(RECORDS SUPPLIED Opens)

// Room lifecycle transitions: create, activate, pause, resume, autodraft.
//
// These are the only non-pick writes to a room document. They go through the
// same optimistic version check as pick commits, so a transition racing a
// commit simply re-reads and re-applies.

use std::sync::Arc;

use chrono::{DateTime, Duration, Utc};
use thiserror::Error;
use tracing::{debug, info};

use crate::clock::Clock;
use crate::commit::DEFAULT_COMMIT_ATTEMPTS;
use crate::model::{DraftRoom, RoomSnapshot, RoomStatus};
use crate::store::{DraftStore, RoomWrite, StoreError};

#[derive(Debug, Error)]
pub enum LifecycleError {
    #[error("room {0} not found")]
    RoomNotFound(String),

    #[error("cannot {action} a room that is {status}")]
    InvalidTransition {
        action: &'static str,
        status: &'static str,
    },

    #[error("invalid room: {0}")]
    InvalidRoom(String),

    #[error("participant {0} is not in this room")]
    UnknownParticipant(String),

    #[error("room update abandoned after {attempts} conflicting attempts")]
    Contention { attempts: u32 },

    #[error("store failure: {0}")]
    Store(StoreError),
}

impl From<StoreError> for LifecycleError {
    fn from(e: StoreError) -> Self {
        match e {
            StoreError::RoomNotFound(id) => LifecycleError::RoomNotFound(id),
            other => LifecycleError::Store(other),
        }
    }
}

fn invalid(action: &'static str, status: RoomStatus) -> LifecycleError {
    LifecycleError::InvalidTransition {
        action,
        status: status.as_str(),
    }
}

pub struct RoomLifecycle {
    store: Arc<dyn DraftStore>,
    clock: Arc<dyn Clock>,
    max_attempts: u32,
}

impl RoomLifecycle {
    pub fn new(store: Arc<dyn DraftStore>, clock: Arc<dyn Clock>) -> Self {
        RoomLifecycle {
            store,
            clock,
            max_attempts: DEFAULT_COMMIT_ATTEMPTS,
        }
    }

    pub fn with_max_attempts(mut self, attempts: u32) -> Self {
        self.max_attempts = attempts.max(1);
        self
    }

    /// Store a new room in `scheduled` status.
    pub async fn create_room(&self, room: DraftRoom) -> Result<RoomSnapshot, LifecycleError> {
        if room.participants.is_empty() {
            return Err(LifecycleError::InvalidRoom("room has no participants".into()));
        }
        if room.rounds == 0 {
            return Err(LifecycleError::InvalidRoom("rounds must be at least 1".into()));
        }
        if room.pick_time_secs == 0 {
            return Err(LifecycleError::InvalidRoom("pick time must be at least 1 second".into()));
        }
        let mut seen = std::collections::HashSet::new();
        for p in &room.participants {
            if !seen.insert(p.participant_id.as_str()) {
                return Err(LifecycleError::InvalidRoom(format!(
                    "duplicate participant {}",
                    p.participant_id
                )));
            }
        }
        if room.status != RoomStatus::Scheduled || room.current_pick_index != 0 {
            return Err(invalid("create", room.status));
        }

        let snapshot = self.store.create_room(room).await.map_err(|e| match e {
            StoreError::AlreadyExists(id) => LifecycleError::InvalidRoom(format!("room {id} already exists")),
            other => other.into(),
        })?;
        info!(
            "room {} created: {} participants, {} rounds, {}s per pick",
            snapshot.room.room_id,
            snapshot.room.participant_count(),
            snapshot.room.rounds,
            snapshot.room.pick_time_secs
        );
        Ok(snapshot)
    }

    /// `scheduled → active`; the first turn gets a full pick clock.
    pub async fn activate(&self, room_id: &str) -> Result<RoomSnapshot, LifecycleError> {
        self.update(room_id, "activate", |room, now| {
            if room.status != RoomStatus::Scheduled {
                return Err(invalid("activate", room.status));
            }
            if room.is_complete() {
                room.status = RoomStatus::Complete;
                room.current_turn_deadline = None;
            } else {
                room.status = RoomStatus::Active;
                room.current_turn_deadline = Some(now + room.pick_time_limit());
            }
            Ok(())
        })
        .await
    }

    /// `active → paused`. The deadline is kept; the time left on the clock
    /// is recorded for `resume`.
    pub async fn pause(&self, room_id: &str) -> Result<RoomSnapshot, LifecycleError> {
        self.update(room_id, "pause", |room, now| {
            if room.status != RoomStatus::Active {
                return Err(invalid("pause", room.status));
            }
            let remaining = room
                .current_turn_deadline
                .map(|d| (d - now).num_milliseconds().max(0))
                .unwrap_or_else(|| room.pick_time_limit().num_milliseconds());
            room.status = RoomStatus::Paused;
            room.paused_remaining_ms = Some(remaining);
            Ok(())
        })
        .await
    }

    /// `paused → active`. The on-clock participant gets back exactly the time
    /// they had left when the room was paused.
    pub async fn resume(&self, room_id: &str) -> Result<RoomSnapshot, LifecycleError> {
        self.update(room_id, "resume", |room, now| {
            if room.status != RoomStatus::Paused {
                return Err(invalid("resume", room.status));
            }
            let remaining = room
                .paused_remaining_ms
                .map(Duration::milliseconds)
                .unwrap_or_else(|| room.pick_time_limit());
            room.status = RoomStatus::Active;
            room.current_turn_deadline = Some(now + remaining);
            room.paused_remaining_ms = None;
            Ok(())
        })
        .await
    }

    pub async fn set_autodraft(
        &self,
        room_id: &str,
        participant_id: &str,
        enabled: bool,
    ) -> Result<RoomSnapshot, LifecycleError> {
        self.update(room_id, "change autodraft in", |room, _now| {
            if room.status == RoomStatus::Complete {
                return Err(invalid("change autodraft in", room.status));
            }
            let participant = room
                .participant_mut(participant_id)
                .ok_or_else(|| LifecycleError::UnknownParticipant(participant_id.to_string()))?;
            participant.autodraft = enabled;
            Ok(())
        })
        .await
    }

    /// Read, apply `change`, and compare-and-swap, retrying on conflict.
    async fn update<F>(
        &self,
        room_id: &str,
        action: &'static str,
        mut change: F,
    ) -> Result<RoomSnapshot, LifecycleError>
    where
        F: FnMut(&mut DraftRoom, DateTime<Utc>) -> Result<(), LifecycleError> + Send,
    {
        for attempt in 1..=self.max_attempts {
            let snapshot = self.store.load_room(room_id).await?;
            let mut room = snapshot.room.clone();
            change(&mut room, self.clock.now())?;

            let write = RoomWrite {
                room,
                expected_version: snapshot.version,
                pick: None,
            };
            match self.store.commit_room(write).await {
                Ok(next) => {
                    info!(
                        "room {}: {} -> {} ({})",
                        room_id,
                        snapshot.room.status.as_str(),
                        next.room.status.as_str(),
                        action
                    );
                    return Ok(next);
                }
                Err(StoreError::Conflict) => {
                    debug!(
                        "conflict during {} on room {} (attempt {}/{})",
                        action, room_id, attempt, self.max_attempts
                    );
                }
                Err(e) => return Err(e.into()),
            }
        }
        Err(LifecycleError::Contention {
            attempts: self.max_attempts,
        })
    }
}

(RECORDS SUPPLIED Closes)

- EXERCISE DETAILS
Each record needs to be given again exactly.

- REPLY
// Room lifecycle transitions: create, activate, pause, resume, autodraft.
//
// These are the only non-pick writes to a room document. They go through the
// same optimistic version check as pick commits, so a transition racing a
// commit simply re-reads and re-applies.

use std::sync::Arc;

use chrono::{DateTime, Duration, Utc};
use thiserror::Error;
use tracing::{debug, info};

use crate::clock::Clock;
use crate::commit::DEFAULT_COMMIT_ATTEMPTS;
use crate::model::{DraftRoom, RoomSnapshot, RoomStatus};
use crate::store::{DraftStore, RoomWrite, StoreError};

#[derive(Debug, Error)]
pub enum LifecycleError {
    #[error("room {0} not found")]
    RoomNotFound(String),

    #[error("cannot {action} a room that is {status}")]
    InvalidTransition {
        action: &'static str,
        status: &'static str,
    },

    #[error("invalid room: {0}")]
    InvalidRoom(String),

    #[error("participant {0} is not in this room")]
    UnknownParticipant(String),

    #[error("room update abandoned after {attempts} conflicting attempts")]
    Contention { attempts: u32 },

    #[error("store failure: {0}")]
    Store(StoreError),
}

impl From<StoreError> for LifecycleError {
    fn from(e: StoreError) -> Self {
        match e {
            StoreError::RoomNotFound(id) => LifecycleError::RoomNotFound(id),
            other => LifecycleError::Store(other),
        }
    }
}

fn invalid(action: &'static str, status: RoomStatus) -> LifecycleError {
    LifecycleError::InvalidTransition {
        action,
        status: status.as_str(),
    }
}

pub struct RoomLifecycle {
    store: Arc<dyn DraftStore>,
    clock: Arc<dyn Clock>,
    max_attempts: u32,
}

impl RoomLifecycle {
    pub fn new(store: Arc<dyn DraftStore>, clock: Arc<dyn Clock>) -> Self {
        RoomLifecycle {
            store,
            clock,
            max_attempts: DEFAULT_COMMIT_ATTEMPTS,
        }
    }

    pub fn with_max_attempts(mut self, attempts: u32) -> Self {
        self.max_attempts = attempts.max(1);
        self
    }

    /// Store a new room in `scheduled` status.
    pub async fn create_room(&self, room: DraftRoom) -> Result<RoomSnapshot, LifecycleError> {
        if room.participants.is_empty() {
            return Err(LifecycleError::InvalidRoom("room has no participants".into()));
        }
        if room.rounds == 0 {
            return Err(LifecycleError::InvalidRoom("rounds must be at least 1".into()));
        }
        if room.pick_time_secs == 0 {
            return Err(LifecycleError::InvalidRoom("pick time must be at least 1 second".into()));
        }
        let mut seen = std::collections::HashSet::new();
        for p in &room.participants {
            if !seen.insert(p.participant_id.as_str()) {
                return Err(LifecycleError::InvalidRoom(format!(
                    "duplicate participant {}",
                    p.participant_id
                )));
            }
        }
        if room.status != RoomStatus::Scheduled || room.current_pick_index != 0 {
            return Err(invalid("create", room.status));
        }

        let snapshot = self.store.create_room(room).await.map_err(|e| match e {
            StoreError::AlreadyExists(id) => LifecycleError::InvalidRoom(format!("room {id} already exists")),
            other => other.into(),
        })?;
        info!(
            "room {} created: {} participants, {} rounds, {}s per pick",
            snapshot.room.room_id,
            snapshot.room.participant_count(),
            snapshot.room.rounds,
            snapshot.room.pick_time_secs
        );
        Ok(snapshot)
    }

    /// `scheduled → active`; the first turn gets a full pick clock.
    pub async fn activate(&self, room_id: &str) -> Result<RoomSnapshot, LifecycleError> {
        self.update(room_id, "activate", |room, now| {
            if room.status != RoomStatus::Scheduled {
                return Err(invalid("activate", room.status));
            }
            if room.is_complete() {
                room.status = RoomStatus::Complete;
                room.current_turn_deadline = None;
            } else {
                room.status = RoomStatus::Active;
                room.current_turn_deadline = Some(now + room.pick_time_limit());
            }
            Ok(())
        })
        .await
    }

    /// `active → paused`. The deadline is kept; the time left on the clock
    /// is recorded for `resume`.
    pub async fn pause(&self, room_id: &str) -> Result<RoomSnapshot, LifecycleError> {
        self.update(room_id, "pause", |room, now| {
            if room.status != RoomStatus::Active {
                return Err(invalid("pause", room.status));
            }
            let remaining = room
                .current_turn_deadline
                .map(|d| (d - now).num_milliseconds().max(0))
                .unwrap_or_else(|| room.pick_time_limit().num_milliseconds());
            room.status = RoomStatus::Paused;
            room.paused_remaining_ms = Some(remaining);
            Ok(())
        })
        .await
    }

    /// `paused → active`. The on-clock participant gets back exactly the time
    /// they had left when the room was paused.
    pub async fn resume(&self, room_id: &str) -> Result<RoomSnapshot, LifecycleError> {
        self.update(room_id, "resume", |room, now| {
            if room.status != RoomStatus::Paused {
                return Err(invalid("resume", room.status));
            }
            let remaining = room
                .paused_remaining_ms
                .map(Duration::milliseconds)
                .unwrap_or_else(|| room.pick_time_limit());
            room.status = RoomStatus::Active;
            room.current_turn_deadline = Some(now + remaining);
            room.paused_remaining_ms = None;
            Ok(())
        })
        .await
    }

    pub async fn set_autodraft(
        &self,
        room_id: &str,
        participant_id: &str,
        enabled: bool,
    ) -> Result<RoomSnapshot, LifecycleError> {
        self.update(room_id, "change autodraft in", |room, _now| {
            if room.status == RoomStatus::Complete {
                return Err(invalid("change autodraft in", room.status));
            }
            let participant = room
                .participant_mut(participant_id)
                .ok_or_else(|| LifecycleError::UnknownParticipant(participant_id.to_string()))?;
            participant.autodraft = enabled;
            Ok(())
        })
        .await
    }

    /// Read, apply `change`, and compare-and-swap, retrying on conflict.
    async fn update<F>(
        &self,
        room_id: &str,
        action: &'static str,
        mut change: F,
    ) -> Result<RoomSnapshot, LifecycleError>
    where
        F: FnMut(&mut DraftRoom, DateTime<Utc>) -> Result<(), LifecycleError> + Send,
    {
        for attempt in 1..=self.max_attempts {
            let snapshot = self.store.load_room(room_id).await?;
            let mut room = snapshot.room.clone();
            change(&mut room, self.clock.now())?;

            let write = RoomWrite {
                room,
                expected_version: snapshot.version,
                pick: None,
            };
            match self.store.commit_room(write).await {
                Ok(next) => {
                    info!(
                        "room {}: {} -> {} ({})",
                        room_id,
                        snapshot.room.status.as_str(),
                        next.room.status.as_str(),
                        action
                    );
                    return Ok(next);
                }
                Err(StoreError::Conflict) => {
                    debug!(
                        "conflict during {} on room {} (attempt {}/{})",
                        action, room_id, attempt, self.max_attempts
                    );
                }
                Err(e) => return Err(e.into()),
            }
        }
        Err(LifecycleError::Contention {
            attempts: self.max_attempts,
        })
    }
}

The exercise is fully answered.